It's significant because Google Wave makes physical a groundswell towards contextual collaboration that has been building for some time. There are a bunch of communications technologies (e.g., e-mail, IM), collaboration technologies (e.g., social networking, workspaces), and content technologies (e.g., productivity suites, document sharing) that the market has always perceived as separate. Google Wave takes them, munges them together, and allow workers to perform both synchronous and asynchronous collaboration within a work context. Rather than making the worker open an e-mail application and a word processing application and an IM application, the worker just works. The three Cs come to him, rather than him going to them. The impact of Wave is that it's an instantiation of a vision that many people--including Burton Group--have been talking about for a long time.
In the real world, what that means is enterprises will start to say to vendors, "I want a Wave-like product." Google has given them a new product category to ask for. So give Google an A+ for vision and market impact. However, they'll probably earn a much lower grade for delivering on the promise for large enterprises. There's a bunch of dynamics at work here.
First, it's not clear that Wave is geared towards enterprises. It was developed in the Google Maps group--a consumer-oriented section of Google--so it may be missing the security and policy underpinnings expected by enterprises.

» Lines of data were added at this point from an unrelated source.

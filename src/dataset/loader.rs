use crate::dataset::record::Movie;
use crate::dataset::table::Table;
use anyhow::{Context, Result};
use chrono::{NaiveDate, NaiveDateTime};
use log::{info, warn};
use serde::Deserialize;
use std::collections::HashSet;
use std::fs::File;
use std::io::Read;
use std::path::Path;

const DATE_FORMATS: [&str; 3] = ["%Y-%m-%d", "%Y/%m/%d", "%d.%m.%Y"];
const DATETIME_FORMATS: [&str; 2] = ["%Y-%m-%d %H:%M:%S", "%Y-%m-%dT%H:%M:%S"];

/// CSV 原始行，全部按字符串读取，数值解析失败时置空而不是丢弃整行
#[derive(Debug, Clone, Default, Deserialize)]
struct RawMovieRow {
    #[serde(default)]
    id: Option<String>,
    #[serde(default)]
    title: Option<String>,
    #[serde(default)]
    release_date: Option<String>,
    #[serde(default)]
    budget: Option<String>,
    #[serde(default)]
    revenue: Option<String>,
    #[serde(default)]
    popularity: Option<String>,
    #[serde(default)]
    vote_average: Option<String>,
    #[serde(default)]
    vote_count: Option<String>,
    #[serde(default)]
    runtime: Option<String>,
    #[serde(default)]
    genres: Option<String>,
    #[serde(default)]
    production_companies: Option<String>,
    #[serde(default)]
    production_countries: Option<String>,
    #[serde(default)]
    adult: Option<String>,
    #[serde(default)]
    status: Option<String>,
}

#[derive(Debug, Clone, Default, PartialEq)]
pub struct LoadReport {
    pub rows_read: usize,
    pub duplicates: usize,
    pub malformed: usize,
    pub invalid_dates: usize,
    /// vote_average > 10 的行数，只统计不修正
    pub suspicious_vote_average: usize,
}

pub fn load_csv(path: &Path, release_cutoff: NaiveDate) -> Result<(Table, LoadReport)> {
    let file = File::open(path)
        .with_context(|| format!("failed to open dataset {}", path.display()))?;
    let (table, report) = read_movies(file, release_cutoff)
        .with_context(|| format!("failed to read dataset {}", path.display()))?;
    info!(
        "dataset {} loaded: {} rows ({} duplicates, {} malformed, {} invalid dates)",
        path.display(),
        table.len(),
        report.duplicates,
        report.malformed,
        report.invalid_dates
    );
    Ok((table, report))
}

pub fn read_movies<R: Read>(reader: R, release_cutoff: NaiveDate) -> Result<(Table, LoadReport)> {
    let mut rdr = csv::ReaderBuilder::new()
        .flexible(true)
        .trim(csv::Trim::Headers)
        .from_reader(reader);
    let header_record = rdr.headers().context("missing CSV header")?.clone();
    let headers: Vec<String> = header_record.iter().map(|h| h.to_string()).collect();

    let mut report = LoadReport::default();
    // 整行（含未使用的列）作为去重键
    let mut seen: HashSet<Vec<String>> = HashSet::new();
    let mut records = Vec::new();

    for result in rdr.records() {
        report.rows_read += 1;
        let raw = result.map_err(anyhow::Error::from).and_then(|record| {
            let fields: Vec<String> = record.iter().map(|f| f.to_string()).collect();
            let row = record.deserialize::<RawMovieRow>(Some(&header_record))?;
            Ok((fields, row))
        });
        let (fields, raw) = match raw {
            Ok(r) => r,
            Err(e) => {
                report.malformed += 1;
                if report.malformed <= 10 {
                    warn!("skipping malformed CSV row {}: {}", report.rows_read, e);
                }
                continue;
            }
        };
        if !seen.insert(fields) {
            report.duplicates += 1;
            continue;
        }

        let movie = into_movie(raw, release_cutoff, &mut report);
        records.push(movie);
    }

    if report.suspicious_vote_average > 0 {
        warn!(
            "{} rows have vote_average > 10; values are kept as-is and should be checked at the source",
            report.suspicious_vote_average
        );
    }

    Ok((Table::new(headers, records, release_cutoff), report))
}

fn into_movie(raw: RawMovieRow, release_cutoff: NaiveDate, report: &mut LoadReport) -> Movie {
    let release_date = match non_empty(raw.release_date) {
        Some(s) => {
            let parsed = parse_date(&s);
            if parsed.is_none() {
                report.invalid_dates += 1;
            }
            parsed
        }
        None => None,
    };

    let vote_average = parse_number(raw.vote_average);
    if vote_average.is_some_and(|v| v > 10.0) {
        report.suspicious_vote_average += 1;
    }

    let mut movie = Movie {
        id: parse_number(raw.id).map(|v| v as i64),
        title: non_empty(raw.title).unwrap_or_default(),
        release_date,
        budget: parse_number(raw.budget),
        revenue: parse_number(raw.revenue),
        popularity: parse_number(raw.popularity),
        vote_average,
        vote_count: parse_number(raw.vote_count),
        runtime: parse_number(raw.runtime),
        genres: raw.genres.unwrap_or_default(),
        production_companies: raw.production_companies.unwrap_or_default(),
        production_countries: raw.production_countries.unwrap_or_default(),
        adult: parse_flag(raw.adult),
        status: non_empty(raw.status).unwrap_or_default(),
        decade: None,
    };
    movie.derive_decade(release_cutoff);
    movie
}

fn non_empty(v: Option<String>) -> Option<String> {
    v.map(|s| s.trim().to_string()).filter(|s| !s.is_empty())
}

fn parse_number(v: Option<String>) -> Option<f64> {
    non_empty(v)
        .and_then(|s| s.parse::<f64>().ok())
        .filter(|x| x.is_finite())
}

fn parse_flag(v: Option<String>) -> bool {
    non_empty(v)
        .map(|s| matches!(s.to_ascii_lowercase().as_str(), "true" | "1" | "yes" | "y"))
        .unwrap_or(false)
}

pub fn parse_date(s: &str) -> Option<NaiveDate> {
    let s = s.trim();
    for fmt in DATE_FORMATS {
        if let Ok(d) = NaiveDate::parse_from_str(s, fmt) {
            return Some(d);
        }
    }
    for fmt in DATETIME_FORMATS {
        if let Ok(dt) = NaiveDateTime::parse_from_str(s, fmt) {
            return Some(dt.date());
        }
    }
    None
}

#[cfg(test)]
mod tests {
    use super::*;
    use std::io::Write;

    fn cutoff() -> NaiveDate {
        NaiveDate::from_ymd_opt(2025, 1, 1).unwrap()
    }

    const CSV: &str = "\
id,title,release_date,budget,revenue,popularity,vote_average,vote_count,runtime,genres,production_companies,production_countries,adult,status
1,Heat,1995-12-15,60000000,187436818,40.5,7.9,6500,170,\"Action, Crime, Drama\",Warner Bros.,United States of America,False,Released
2,Soon,2026-05-01,0,0,3.1,0,0,,Drama,,,False,Post Production
3,Broken,not-a-date,100,500,1.0,6540,12,90,Comedy,,,True,Released
1,Heat,1995-12-15,60000000,187436818,40.5,7.9,6500,170,\"Action, Crime, Drama\",Warner Bros.,United States of America,False,Released
";

    #[test]
    fn reads_rows_and_drops_duplicates() {
        let (table, report) = read_movies(CSV.as_bytes(), cutoff()).unwrap();
        assert_eq!(table.len(), 3);
        assert_eq!(report.rows_read, 4);
        assert_eq!(report.duplicates, 1);
        assert_eq!(report.invalid_dates, 1);
        assert_eq!(report.suspicious_vote_average, 1);

        let heat = &table.records()[0];
        assert_eq!(heat.title, "Heat");
        assert_eq!(heat.decade, Some(1990));
        assert_eq!(heat.budget, Some(60_000_000.0));
        assert_eq!(heat.genres, "Action, Crime, Drama");
        assert!(!heat.adult);

        let soon = &table.records()[1];
        assert_eq!(soon.decade, None);
        assert_eq!(soon.runtime, None);

        let broken = &table.records()[2];
        assert_eq!(broken.release_date, None);
        assert_eq!(broken.vote_average, Some(6540.0));
        assert!(broken.adult);
    }

    #[test]
    fn duplicates_compare_every_column() {
        let csv = "\
id,title,budget,overview
1,Heat,100,A heist gone wrong
1,Heat,100,A cop chases a thief
1,Heat,100,A heist gone wrong
";
        let (table, report) = read_movies(csv.as_bytes(), cutoff()).unwrap();
        assert_eq!(table.len(), 2);
        assert_eq!(report.duplicates, 1);
    }

    #[test]
    fn keeps_header_for_column_checks() {
        let csv = "id,title,budget\n1,A,10\n";
        let (table, _) = read_movies(csv.as_bytes(), cutoff()).unwrap();
        assert!(table.has_column("budget"));
        assert!(!table.has_column("revenue"));
        assert_eq!(table.records()[0].revenue, None);
    }

    #[test]
    fn load_csv_reports_missing_file() {
        let err = load_csv(Path::new("/definitely/not/here.csv"), cutoff()).unwrap_err();
        assert!(err.to_string().contains("failed to open dataset"));
    }

    #[test]
    fn load_csv_from_disk() {
        let mut file = tempfile::NamedTempFile::new().unwrap();
        file.write_all(CSV.as_bytes()).unwrap();
        let (table, _) = load_csv(file.path(), cutoff()).unwrap();
        assert_eq!(table.len(), 3);
    }

    #[test]
    fn parses_common_date_layouts() {
        let d = NaiveDate::from_ymd_opt(2005, 3, 9);
        assert_eq!(parse_date("2005-03-09"), d);
        assert_eq!(parse_date("2005-03-09 12:00:00"), d);
        assert_eq!(parse_date("09.03.2005"), d);
        assert_eq!(parse_date("March 2005"), None);
    }
}
use crate::views::node::format_value;

#[derive(thiserror::Error, Debug, Clone, PartialEq)]
pub enum ControlError {
    #[error("unknown control: {0}")]
    UnknownControl(String),
    #[error("invalid value for {control}: {value}")]
    InvalidValue { control: String, value: String },
    #[error("{0} cannot be cleared")]
    NotClearable(String),
}

#[derive(Debug, Clone, PartialEq)]
pub enum ControlKind {
    /// 下拉框；不可清空时即单选按钮组
    Choice {
        options: Vec<String>,
        selected: Option<usize>,
        clearable: bool,
    },
    Slider {
        min: f64,
        max: f64,
        step: f64,
        value: f64,
    },
    Toggle {
        on: bool,
    },
    Number {
        value: f64,
        step: f64,
    },
}

#[derive(Debug, Clone, PartialEq)]
pub struct Control {
    pub id: &'static str,
    pub label: String,
    pub kind: ControlKind,
}

/// 控件事件，来自按键或 `set` 命令
#[derive(Debug, Clone, PartialEq)]
pub enum ControlEvent {
    Set { control: String, value: String },
    Step { control: String, delta: i32 },
    Clear { control: String },
}

impl ControlEvent {
    pub fn control(&self) -> &str {
        match self {
            ControlEvent::Set { control, .. }
            | ControlEvent::Step { control, .. }
            | ControlEvent::Clear { control } => control,
        }
    }
}

impl Control {
    pub fn dropdown(id: &'static str, label: &str, options: Vec<String>, default: Option<&str>) -> Self {
        let selected = default
            .and_then(|d| options.iter().position(|o| o == d))
            .or(if options.is_empty() { None } else { Some(0) });
        Self {
            id,
            label: label.to_string(),
            kind: ControlKind::Choice {
                options,
                selected,
                clearable: true,
            },
        }
    }

    pub fn radio(id: &'static str, label: &str, options: &[&str], default: &str) -> Self {
        let options: Vec<String> = options.iter().map(|s| s.to_string()).collect();
        let selected = options.iter().position(|o| o == default).or(Some(0));
        Self {
            id,
            label: label.to_string(),
            kind: ControlKind::Choice {
                options,
                selected,
                clearable: false,
            },
        }
    }

    pub fn slider(id: &'static str, label: &str, min: f64, max: f64, step: f64, value: f64) -> Self {
        Self {
            id,
            label: label.to_string(),
            kind: ControlKind::Slider {
                min,
                max,
                step,
                value,
            },
        }
    }

    pub fn toggle(id: &'static str, label: &str, on: bool) -> Self {
        Self {
            id,
            label: label.to_string(),
            kind: ControlKind::Toggle { on },
        }
    }

    pub fn number(id: &'static str, label: &str, value: f64, step: f64) -> Self {
        Self {
            id,
            label: label.to_string(),
            kind: ControlKind::Number { value, step },
        }
    }

    pub fn text(&self) -> Option<&str> {
        match &self.kind {
            ControlKind::Choice {
                options, selected, ..
            } => selected.and_then(|i| options.get(i)).map(String::as_str),
            _ => None,
        }
    }

    pub fn display_value(&self) -> String {
        match &self.kind {
            ControlKind::Choice { .. } => self.text().unwrap_or("(未选择)").to_string(),
            ControlKind::Slider { value, .. } => format_value(*value),
            ControlKind::Toggle { on } => if *on { "开" } else { "关" }.to_string(),
            ControlKind::Number { value, .. } => format_value(*value),
        }
    }

    fn invalid(&self, value: &str) -> ControlError {
        ControlError::InvalidValue {
            control: self.id.to_string(),
            value: value.to_string(),
        }
    }

    pub fn apply(&mut self, event: &ControlEvent) -> Result<(), ControlError> {
        match event {
            ControlEvent::Set { value, .. } => self.set(value),
            ControlEvent::Step { delta, .. } => {
                self.step(*delta);
                Ok(())
            }
            ControlEvent::Clear { .. } => self.clear(),
        }
    }

    fn set(&mut self, raw: &str) -> Result<(), ControlError> {
        let raw = raw.trim();
        let err = self.invalid(raw);
        match &mut self.kind {
            ControlKind::Choice {
                options, selected, ..
            } => {
                let idx = options
                    .iter()
                    .position(|o| o.eq_ignore_ascii_case(raw))
                    .ok_or(err)?;
                *selected = Some(idx);
            }
            ControlKind::Slider {
                min,
                max,
                step,
                value,
            } => {
                let v = parse_amount(raw).ok_or(err)?;
                *value = snap(v, *min, *max, *step);
            }
            ControlKind::Toggle { on } => {
                *on = match raw.to_ascii_lowercase().as_str() {
                    "on" | "true" | "1" | "yes" => true,
                    "off" | "false" | "0" | "no" => false,
                    _ => return Err(err),
                };
            }
            ControlKind::Number { value, .. } => {
                *value = parse_amount(raw).ok_or(err)?;
            }
        }
        Ok(())
    }

    fn step(&mut self, delta: i32) {
        match &mut self.kind {
            ControlKind::Choice {
                options, selected, ..
            } => {
                if options.is_empty() {
                    return;
                }
                let n = options.len() as i64;
                let next = match selected {
                    Some(i) => (*i as i64 + delta as i64).rem_euclid(n),
                    None => 0,
                };
                *selected = Some(next as usize);
            }
            ControlKind::Slider {
                min,
                max,
                step,
                value,
            } => {
                *value = snap(*value + *step * delta as f64, *min, *max, *step);
            }
            ControlKind::Toggle { on } => *on = !*on,
            ControlKind::Number { value, step } => {
                *value = (*value + *step * delta as f64).max(0.0);
            }
        }
    }

    fn clear(&mut self) -> Result<(), ControlError> {
        match &mut self.kind {
            ControlKind::Choice {
                selected,
                clearable: true,
                ..
            } => *selected = None,
            ControlKind::Number { value, .. } => *value = 0.0,
            _ => return Err(ControlError::NotClearable(self.id.to_string())),
        }
        Ok(())
    }
}

fn snap(v: f64, min: f64, max: f64, step: f64) -> f64 {
    let v = v.clamp(min, max);
    if step > 0.0 {
        (min + ((v - min) / step).round() * step).clamp(min, max)
    } else {
        v
    }
}

/// 支持 1500 / 1.5k / 2m / 1b 这样的输入
pub fn parse_amount(raw: &str) -> Option<f64> {
    let t = raw.trim().to_ascii_lowercase().replace('_', "");
    let (num, mul) = match t.chars().last()? {
        'k' => (&t[..t.len() - 1], 1e3),
        'm' => (&t[..t.len() - 1], 1e6),
        'b' => (&t[..t.len() - 1], 1e9),
        _ => (t.as_str(), 1.0),
    };
    num.trim()
        .parse::<f64>()
        .ok()
        .map(|v| v * mul)
        .filter(|v| v.is_finite())
}

/// 按 id 读取控件当前值
pub struct ControlValues<'a>(pub &'a [Control]);

impl<'a> ControlValues<'a> {
    fn find(&self, id: &str) -> Option<&'a Control> {
        self.0.iter().find(|c| c.id == id)
    }

    pub fn text(&self, id: &str) -> Option<&'a str> {
        self.find(id).and_then(Control::text)
    }

    pub fn flag(&self, id: &str) -> bool {
        matches!(
            self.find(id).map(|c| &c.kind),
            Some(ControlKind::Toggle { on: true })
        )
    }

    pub fn number(&self, id: &str) -> f64 {
        match self.find(id).map(|c| &c.kind) {
            Some(ControlKind::Slider { value, .. }) | Some(ControlKind::Number { value, .. }) => {
                *value
            }
            _ => 0.0,
        }
    }
}
#[derive(thiserror::Error, Debug, Clone, PartialEq)]
pub enum ViewError {
    #[error("no attribute selected")]
    EmptySelection,
    #[error("missing column: {0}")]
    MissingColumn(String),
    #[error("at most two group keys are supported, got {0}")]
    TooManyGroupKeys(usize),
}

Second, even if the Google Enterprise Division does end up owning Wave or having a say in its architecture, that's not a guarantee of success. Google's Enterprise Division so far has an abysmal record at delivering what enterprises need in Google Apps. Two plus years after the product has rolled out, and Google still hasn't figured out how to do role-based administration or offer some form of records management for its documents.
Third, the openness of Wave promises to be a license for chaos. As my colleague Mike Gotta pointed out in a conversation, there doesn't seem to be a well-documented metamodel available for people to refer to. So different people will look at the source code, come to different conclusions, write conflicting modules, and Wave will not necessarily hang together as a coherent, unified system. OpenSocial hasn't been a roaring success; Wave may follow in its wake.
In terms of a solution for large enterprises, in, say, a year from now, I expect Google Wave to earn a solid D. For consumers and SMBs, I wouldn't be surprised if it's in B+ territory.
However, that's in the future. For the moment, we can at least bask in the beauty of Google's vision.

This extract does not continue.